When you print the records, keep every line identical to the original.

Collected data entries:
▬▬▬▬▬▬

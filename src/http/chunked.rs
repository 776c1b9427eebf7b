//! Incremental `Transfer-Encoding: chunked` request body decoding
//! (RFC 9112 §7.1).
//!
//! Chunk-size lines are parsed with [`httparse::parse_chunk_size`]; chunk
//! extensions are ignored and trailer fields are skipped. The decoder
//! consumes from the front of the connection buffer, so bytes are looked at
//! once no matter how the body is split across reads.

use bytes::{Buf, Bytes, BytesMut};
use thiserror::Error;

/// Longest chunk-size or trailer line we are willing to buffer.
const MAX_LINE_LEN: usize = 8 * 1024;

/// Errors produced while decoding a chunked body.
#[derive(Debug, Error, PartialEq, Eq)]
pub enum ChunkedError {
    #[error("invalid chunk size line")]
    InvalidChunkSize,

    #[error("chunk data is not followed by CRLF")]
    MissingChunkTerminator,

    #[error("chunk size or trailer line exceeds {MAX_LINE_LEN} bytes")]
    LineTooLong,
}

/// One step of progress through a chunked body.
#[derive(Debug, PartialEq, Eq)]
pub enum Decoded {
    /// A run of payload bytes.
    Data(Bytes),
    /// The buffer holds no further complete element; read more.
    NeedMore,
    /// The last chunk and the trailer section have been consumed.
    Done,
}

#[derive(Debug, Clone, Copy, PartialEq, Eq)]
enum State {
    Size,
    Data { remaining: u64 },
    DataEnd,
    Trailers,
    Done,
}

/// Streaming decoder for one chunked body.
///
/// # Examples
///
/// ```
/// use bytes::BytesMut;
/// use rttp_cache::http::chunked::{ChunkedDecoder, Decoded};
///
/// let mut decoder = ChunkedDecoder::new();
/// let mut buf = BytesMut::from(&b"5\r\nhel"[..]);
/// assert_eq!(decoder.decode(&mut buf), Ok(Decoded::Data("hel".into())));
/// assert_eq!(decoder.decode(&mut buf), Ok(Decoded::NeedMore));
///
/// buf.extend_from_slice(b"lo\r\n0\r\n\r\nNEXT");
/// assert_eq!(decoder.decode(&mut buf), Ok(Decoded::Data("lo".into())));
/// assert_eq!(decoder.decode(&mut buf), Ok(Decoded::Done));
/// assert_eq!(&buf[..], b"NEXT");
/// ```
#[derive(Debug)]
pub struct ChunkedDecoder {
    state: State,
}

impl Default for ChunkedDecoder {
    fn default() -> Self {
        Self::new()
    }
}

impl ChunkedDecoder {
    pub fn new() -> Self {
        Self { state: State::Size }
    }

    pub fn is_done(&self) -> bool {
        self.state == State::Done
    }

    /// Consumes as much of `buf` as needed to make one step of progress.
    ///
    /// Bytes after the end of the body (a pipelined request) are left in
    /// `buf` untouched.
    pub fn decode(&mut self, buf: &mut BytesMut) -> Result<Decoded, ChunkedError> {
        loop {
            match self.state {
                State::Size => {
                    let (line_len, size) = match httparse::parse_chunk_size(buf) {
                        Ok(httparse::Status::Complete(pair)) => pair,
                        Ok(httparse::Status::Partial) => {
                            return if buf.len() > MAX_LINE_LEN {
                                Err(ChunkedError::LineTooLong)
                            } else {
                                Ok(Decoded::NeedMore)
                            };
                        }
                        Err(_) => return Err(ChunkedError::InvalidChunkSize),
                    };
                    buf.advance(line_len);
                    self.state = if size == 0 {
                        State::Trailers
                    } else {
                        State::Data { remaining: size }
                    };
                }
                State::Data { remaining } => {
                    if buf.is_empty() {
                        return Ok(Decoded::NeedMore);
                    }
                    let take = usize::try_from(remaining).map_or(buf.len(), |r| r.min(buf.len()));
                    let data = buf.split_to(take).freeze();
                    let left = remaining - take as u64;
                    self.state = if left == 0 {
                        State::DataEnd
                    } else {
                        State::Data { remaining: left }
                    };
                    return Ok(Decoded::Data(data));
                }
                State::DataEnd => {
                    if buf.len() < 2 {
                        return Ok(Decoded::NeedMore);
                    }
                    if &buf[..2] != b"\r\n" {
                        return Err(ChunkedError::MissingChunkTerminator);
                    }
                    buf.advance(2);
                    self.state = State::Size;
                }
                State::Trailers => {
                    let Some(line_len) = buf.windows(2).position(|w| w == b"\r\n") else {
                        return if buf.len() > MAX_LINE_LEN {
                            Err(ChunkedError::LineTooLong)
                        } else {
                            Ok(Decoded::NeedMore)
                        };
                    };
                    buf.advance(line_len + 2);
                    if line_len == 0 {
                        self.state = State::Done;
                    }
                }
                State::Done => return Ok(Decoded::Done),
            }
        }
    }
}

▬▬▬▬▬▬

### Answer space
filename src/http/chunked.rs
repository 776c1b9427eebf7b
//! Incremental `Transfer-Encoding: chunked` request body decoding
//! (RFC 9112 §7.1).
//!
//! Chunk-size lines are parsed with [`httparse::parse_chunk_size`]; chunk
//! extensions are ignored and trailer fields are skipped. The decoder
//! consumes from the front of the connection buffer, so bytes are looked at
//! once no matter how the body is split across reads.

use bytes::{Buf, Bytes, BytesMut};
use thiserror::Error;

/// Longest chunk-size or trailer line we are willing to buffer.
const MAX_LINE_LEN: usize = 8 * 1024;

/// Errors produced while decoding a chunked body.
#[derive(Debug, Error, PartialEq, Eq)]
pub enum ChunkedError {
    #[error("invalid chunk size line")]
    InvalidChunkSize,

    #[error("chunk data is not followed by CRLF")]
    MissingChunkTerminator,

    #[error("chunk size or trailer line exceeds {MAX_LINE_LEN} bytes")]
    LineTooLong,
}

/// One step of progress through a chunked body.
#[derive(Debug, PartialEq, Eq)]
pub enum Decoded {
    /// A run of payload bytes.
    Data(Bytes),
    /// The buffer holds no further complete element; read more.
    NeedMore,
    /// The last chunk and the trailer section have been consumed.
    Done,
}

#[derive(Debug, Clone, Copy, PartialEq, Eq)]
enum State {
    Size,
    Data { remaining: u64 },
    DataEnd,
    Trailers,
    Done,
}

/// Streaming decoder for one chunked body.
///
/// # Examples
///
/// ```
/// use bytes::BytesMut;
/// use rttp_cache::http::chunked::{ChunkedDecoder, Decoded};
///
/// let mut decoder = ChunkedDecoder::new();
/// let mut buf = BytesMut::from(&b"5\r\nhel"[..]);
/// assert_eq!(decoder.decode(&mut buf), Ok(Decoded::Data("hel".into())));
/// assert_eq!(decoder.decode(&mut buf), Ok(Decoded::NeedMore));
///
/// buf.extend_from_slice(b"lo\r\n0\r\n\r\nNEXT");
/// assert_eq!(decoder.decode(&mut buf), Ok(Decoded::Data("lo".into())));
/// assert_eq!(decoder.decode(&mut buf), Ok(Decoded::Done));
/// assert_eq!(&buf[..], b"NEXT");
/// ```
#[derive(Debug)]
pub struct ChunkedDecoder {
    state: State,
}

impl Default for ChunkedDecoder {
    fn default() -> Self {
        Self::new()
    }
}

impl ChunkedDecoder {
    pub fn new() -> Self {
        Self { state: State::Size }
    }

    pub fn is_done(&self) -> bool {
        self.state == State::Done
    }

    /// Consumes as much of `buf` as needed to make one step of progress.
    ///
    /// Bytes after the end of the body (a pipelined request) are left in
    /// `buf` untouched.
    pub fn decode(&mut self, buf: &mut BytesMut) -> Result<Decoded, ChunkedError> {
        loop {
            match self.state {
                State::Size => {
                    let (line_len, size) = match httparse::parse_chunk_size(buf) {
                        Ok(httparse::Status::Complete(pair)) => pair,
                        Ok(httparse::Status::Partial) => {
                            return if buf.len() > MAX_LINE_LEN {
                                Err(ChunkedError::LineTooLong)
                            } else {
                                Ok(Decoded::NeedMore)
                            };
                        }
                        Err(_) => return Err(ChunkedError::InvalidChunkSize),
                    };
                    buf.advance(line_len);
                    self.state = if size == 0 {
                        State::Trailers
                    } else {
                        State::Data { remaining: size }
                    };
                }
                State::Data { remaining } => {
                    if buf.is_empty() {
                        return Ok(Decoded::NeedMore);
                    }
                    let take = usize::try_from(remaining).map_or(buf.len(), |r| r.min(buf.len()));
                    let data = buf.split_to(take).freeze();
                    let left = remaining - take as u64;
                    self.state = if left == 0 {
                        State::DataEnd
                    } else {
                        State::Data { remaining: left }
                    };
                    return Ok(Decoded::Data(data));
                }
                State::DataEnd => {
                    if buf.len() < 2 {
                        return Ok(Decoded::NeedMore);
                    }
                    if &buf[..2] != b"\r\n" {
                        return Err(ChunkedError::MissingChunkTerminator);
                    }
                    buf.advance(2);
                    self.state = State::Size;
                }
                State::Trailers => {
                    let Some(line_len) = buf.windows(2).position(|w| w == b"\r\n") else {
                        return if buf.len() > MAX_LINE_LEN {
                            Err(ChunkedError::LineTooLong)
                        } else {
                            Ok(Decoded::NeedMore)
                        };
                    };
                    buf.advance(line_len + 2);
                    if line_len == 0 {
                        self.state = State::Done;
                    }
                }
                State::Done => return Ok(Decoded::Done),
            }
        }
    }
}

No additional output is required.